Do you
know this feeling when you know you don’t belong to anything but you’re only
trying to keep yourself busy. This has been my life ever since I got into
college. I forgot what emotions are and mostly I ceased to exist, just killing
time. I didn’t mind for it took my mind away from things I didn’t want to be
looking at. I felt like I wanted to get out of my skin and try a different one.
I failed miserably. The manifestation of Sylvia Plath’s line “why can’t I try
on different lives, like dresses, to see which fits best and is more becoming?”
i do feel the same way you feel. i feel like I want to get out of my skin.

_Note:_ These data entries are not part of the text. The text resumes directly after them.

//! # cw-observability
//!
//! Logging infrastructure for Checkwise.
//!
//! This crate sets up structured logging with tracing and provides the span
//! macros used around integrity check and repair runs.

pub mod logging;

pub use logging::{init_logging, init_logging_with_config, LoggingConfig};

There is so much in this reality I would want to alternate, not because it’s
necessarily ugly but because I don’t feel it. there is no taste in waking up,
in talking, in moving forward through this life. Like there is almost no
meaning to it and you have to bear it anyway. Why are we here if at least we’re
not going to feel anything. I feel so deprived of life and emotions I’d be
lying to you if said I even feel pain anymore. Do you know these dreams where
you keep anticipating and you know that something beautiful is about to happen,
you’re dreaming that something beautiful is about to happen and you keep
waiting and every second something happens that delays it and the very moment
it starts to happen, you wake up. Do you know these dreams? By now I’m pretty
confident that this is the main concept of my life. A cancerous idea that has
been taking over my head for years. It seems by now that the main purpose of
whatever that I’m belonging to will only be acquainted to my death. My dreamers
wake. I have tried to grasp any hints of emotions that lie within anything that
I have been dedicated to but there never was. I could have fallen in love. I
could have been the happiest girl on earth, yet I only keep running. I get
traumatized by the idea that I’m not dead yet so how is this thing true. How am
I true? I get so scared that I still won’t be able to feel anything.